An expanding wine industry and a consequent tourist boom in the vineyards have combined in recent years to make a heady economic mix in northern California's Napa and Sonoma counties. But each day new questions arise about a little-discussed ingredient: pesticides.

Definitive answers often aren't available. Monitoring the trail of pesticides in the environment is difficult and prohibitively expensive for individuals and even community groups. The same is true for monitoring the residues and effects of pesticides in our bodies, even though these chemicals have been designed specifically to wreak havoc with biological functions. Nevertheless less, pesticides have been shown by vast amounts of research and innumerable actual experiences to affect organisms far beyond the target species.

Some pesticides have demonsrated an ability to cause cancer, birth defects, nerve damage or other serious health problems, but still remain on the market and are commonly used. Despite hundreds of millions of dollars of annual expenditures, pesticide regulatory agencies often fail to protect public health and the environment and instead provide a veneer of legitimacy to ever-increasing volumes of pesticide use. There is no better example that the continued high use of the deadly vineyard pesticide, methyl bromide, which continues to be allowed by regulatory agencies -- with approval from elected officials -- in California.
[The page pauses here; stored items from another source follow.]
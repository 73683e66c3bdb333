//! Offline fallback data
//!
//! Consulted only when the transport reports a connection failure. The
//! responses are static demo data so the blog stays usable without a backend;
//! nothing here is derived from earlier responses.

use super::request::RequestDescriptor;
use crate::types::{Category, Post, PostStatus, Tag};
use reqwest::Method;
use serde::Serialize;
use serde_json::{Value as JsonValue, json};

/// Token handed out by the demo login
pub const DEMO_TOKEN: &str = "mock_admin_token";

/// Answer from a fallback provider
#[derive(Debug, Clone, PartialEq)]
pub enum FallbackResponse {
    /// Envelope JSON served in place of the backend's
    Envelope(JsonValue),
    /// The endpoint is known but the request is refused
    Reject(String),
}

/// Supplies responses while the backend is unreachable
pub trait FallbackProvider: Send + Sync {
    /// `None` means the endpoint has no offline answer
    fn respond(&self, request: &RequestDescriptor) -> Option<FallbackResponse>;
}

/// Disables degraded mode: every connection failure reaches the caller
#[derive(Debug, Clone, Copy, Default)]
pub struct NoFallback;

impl FallbackProvider for NoFallback {
    fn respond(&self, _request: &RequestDescriptor) -> Option<FallbackResponse> {
        None
    }
}

/// Canned demo backend with an `admin`/`admin` account
#[derive(Debug, Clone, Default)]
pub struct DemoFallback {
    posts: Vec<Post>,
    categories: Vec<Category>,
    tags: Vec<Tag>,
}

impl DemoFallback {
    pub fn new() -> Self {
        Self::default()
    }

    #[must_use]
    pub fn with_posts(mut self, posts: Vec<Post>) -> Self {
        self.posts = posts;
        self
    }

    #[must_use]
    pub fn with_categories(mut self, categories: Vec<Category>) -> Self {
        self.categories = categories;
        self
    }

    #[must_use]
    pub fn with_tags(mut self, tags: Vec<Tag>) -> Self {
        self.tags = tags;
        self
    }

    fn login(request: &RequestDescriptor) -> FallbackResponse {
        let body = request.json_body();
        let field = |name: &str| body.and_then(|b| b.get(name)).and_then(JsonValue::as_str);

        if field("username") == Some("admin") && field("password") == Some("admin") {
            let mut user = demo_user();
            if let Some(fields) = user.as_object_mut() {
                fields.remove("displayName");
            }
            ok(json!({ "token": DEMO_TOKEN, "user": user }))
        } else {
            FallbackResponse::Reject("Invalid credentials".to_string())
        }
    }

    fn update_profile(request: &RequestDescriptor) -> FallbackResponse {
        let mut user = demo_user();
        if let (Some(fields), Some(JsonValue::Object(body))) =
            (user.as_object_mut(), request.json_body())
        {
            for key in ["username", "email", "displayName", "nickname"] {
                if let Some(value) = body.get(key).filter(|v| is_truthy(v)) {
                    fields.insert(key.to_string(), value.clone());
                }
            }
        }
        ok(user)
    }

    fn posts(&self, endpoint: &str) -> FallbackResponse {
        if endpoint.starts_with("/posts/admin") {
            if let Some(slug) = segment_after(endpoint, "/posts/admin/slug/") {
                return self.post_where(|post| post.slug == slug);
            }
            if let Some(id) = endpoint
                .strip_prefix("/posts/admin/")
                .filter(|rest| !rest.is_empty() && rest.bytes().all(|b| b.is_ascii_digit()))
                .and_then(|rest| rest.parse::<i64>().ok())
            {
                return self.post_where(|post| post.id == id);
            }
            return ok(page(&self.posts));
        }

        if let Some(slug) = segment_after(endpoint, "/slug/") {
            return self.post_where(|post| post.slug == slug);
        }

        let published: Vec<&Post> = self
            .posts
            .iter()
            .filter(|post| post.status == PostStatus::Published)
            .collect();
        ok(page(&published))
    }

    fn post_where(&self, predicate: impl Fn(&Post) -> bool) -> FallbackResponse {
        self.posts.iter().find(|post| predicate(post)).map_or_else(
            || {
                FallbackResponse::Envelope(json!({
                    "success": false,
                    "data": null,
                    "error": { "code": "NOT_FOUND", "message": "Post not found" }
                }))
            },
            ok,
        )
    }
}

impl FallbackProvider for DemoFallback {
    fn respond(&self, request: &RequestDescriptor) -> Option<FallbackResponse> {
        let endpoint = request.endpoint.as_str();
        let response = match endpoint {
            "/auth/login" => Self::login(request),
            "/auth/validate" => ok(true),
            "/auth/profile" if request.method == Method::PUT => Self::update_profile(request),
            "/auth/profile" => ok(demo_user()),
            _ if endpoint.starts_with("/posts") => self.posts(endpoint),
            _ if endpoint.starts_with("/categories") => ok(&self.categories),
            _ if endpoint.starts_with("/tags") => ok(&self.tags),
            _ => return None,
        };
        Some(response)
    }
}

fn ok(data: impl Serialize) -> FallbackResponse {
    FallbackResponse::Envelope(json!({ "success": true, "data": data }))
}

fn demo_user() -> JsonValue {
    json!({
        "id": 1,
        "username": "admin",
        "email": "admin@example.com",
        "displayName": "Admin User",
        "nickname": "Admin User",
        "role": "ADMIN",
        "avatar": "/placeholder.svg",
        "isActive": true
    })
}

fn page<T: Serialize>(items: &[T]) -> JsonValue {
    json!({
        "content": items,
        "totalPages": 1,
        "totalElements": items.len(),
        "size": 10,
        "number": 0,
        "first": true,
        "last": true,
        "pageable": {}
    })
}

/// Text following the first occurrence of `marker`, up to the next one
fn segment_after<'a>(endpoint: &'a str, marker: &str) -> Option<&'a str> {
    endpoint.split(marker).nth(1)
}

fn is_truthy(value: &JsonValue) -> bool {
    match value {
        JsonValue::Null => false,
        JsonValue::Bool(b) => *b,
        JsonValue::String(s) => !s.is_empty(),
        _ => true,
    }
}

#[cfg(test)]
mod tests {
    use super::*;
    use crate::types::AuthorSummary;

    fn post(id: i64, slug: &str, status: PostStatus) -> Post {
        Post {
            id,
            title: format!("Post {id}"),
            slug: slug.to_string(),
            excerpt: None,
            content: None,
            status,
            is_featured: false,
            view_count: 0,
            created_at: "2024-01-01T00:00:00".to_string(),
            published_at: None,
            updated_at: "2024-01-01T00:00:00".to_string(),
            author: AuthorSummary {
                id: 1,
                username: "admin".to_string(),
                display_name: Some("Admin User".to_string()),
            },
            category: None,
            tags: vec![],
        }
    }

    fn envelope(response: Option<FallbackResponse>) -> JsonValue {
        match response {
            Some(FallbackResponse::Envelope(value)) => value,
            other => panic!("expected envelope, got {other:?}"),
        }
    }

    fn demo() -> DemoFallback {
        DemoFallback::new().with_posts(vec![
            post(1, "hello-world", PostStatus::Published),
            post(2, "draft-notes", PostStatus::Draft),
        ])
    }

    #[test]
    fn test_login_accepts_demo_credentials() {
        let request = RequestDescriptor::post("/auth/login")
            .json(&json!({"username": "admin", "password": "admin"}))
            .unwrap();
        let body = envelope(demo().respond(&request));
        assert_eq!(body["data"]["token"], DEMO_TOKEN);
        assert_eq!(body["data"]["user"]["role"], "ADMIN");
        assert!(body["data"]["user"].get("displayName").is_none());
    }

    #[test]
    fn test_login_rejects_other_credentials() {
        let request = RequestDescriptor::post("/auth/login")
            .json(&json!({"username": "admin", "password": "hunter2"}))
            .unwrap();
        assert_eq!(
            demo().respond(&request),
            Some(FallbackResponse::Reject("Invalid credentials".to_string()))
        );
    }

    #[test]
    fn test_profile_update_merges_submitted_fields() {
        let request = RequestDescriptor::put("/auth/profile")
            .json(&json!({"nickname": "Konata", "email": ""}))
            .unwrap();
        let body = envelope(demo().respond(&request));
        assert_eq!(body["data"]["nickname"], "Konata");
        assert_eq!(body["data"]["email"], "admin@example.com");
    }

    #[test]
    fn test_public_listing_only_contains_published_posts() {
        let body = envelope(demo().respond(&RequestDescriptor::get("/posts?page=0&size=10")));
        assert_eq!(body["data"]["totalElements"], 1);
        assert_eq!(body["data"]["content"][0]["slug"], "hello-world");
    }

    #[test]
    fn test_admin_lookups() {
        let fallback = demo();

        let by_id = envelope(fallback.respond(&RequestDescriptor::get("/posts/admin/2")));
        assert_eq!(by_id["data"]["slug"], "draft-notes");

        let by_slug =
            envelope(fallback.respond(&RequestDescriptor::get("/posts/admin/slug/draft-notes")));
        assert_eq!(by_slug["data"]["id"], 2);

        let listing = envelope(fallback.respond(&RequestDescriptor::get("/posts/admin/all")));
        assert_eq!(listing["data"]["totalElements"], 2);

        let missing = envelope(fallback.respond(&RequestDescriptor::get("/posts/slug/nope")));
        assert_eq!(missing["success"], false);
        assert_eq!(missing["error"]["code"], "NOT_FOUND");
    }

    #[test]
    fn test_unknown_endpoints_have_no_fallback() {
        assert!(demo().respond(&RequestDescriptor::get("/media")).is_none());
        assert!(demo().respond(&RequestDescriptor::post("/auth/logout")).is_none());
        assert!(NoFallback.respond(&RequestDescriptor::get("/tags")).is_none());
    }
}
Scientific research is gradually unveiling the secret hazards of pesticides. Although conclusive answers about the effects of exposures are usually going to be found only in extreme poisoning cases, it's clear that pesticides constitute a great hazard to health and the environment and should be used only when all else fails.

Unfortunately, as this report reveals, most wine grape growers in Sonoma and Napa overly rely on pesticides. That such heavy use is unnecessary can be seen in the example of successful growers who have learned to grow equal or better crops with little or no chemical input -- and are spending less money to do so.

Grapes grown in Sonoma and Napa counties are one of the highest value crops in California, and they earn more than those from other premium wine grape regions in the state. Wines make from these grapes command international respect, and the region enjoys economic benefits not only in sale of wines but also in the reflected glory that all the attention brings.

Capitalizing on the beauty of the Sonoma and Napa countryside, industry advertising has fostered a myth that wine grape growing is natural and benign. News stories about "sustainable viticulture" have beguiled the public into thinking that wine grape growing in Sonoma and Napa is environmentally friendly.

With few exception the myth is not true. But it could become so with relative ease IF growers launch an organized effort to replace chemical pest control with viable alternatives. This report was written to show that the world famous California premium wine grape industry is hooked on dangerous -- and largely unnecessary -- pesticides. Our hope is that change will follow knowledge.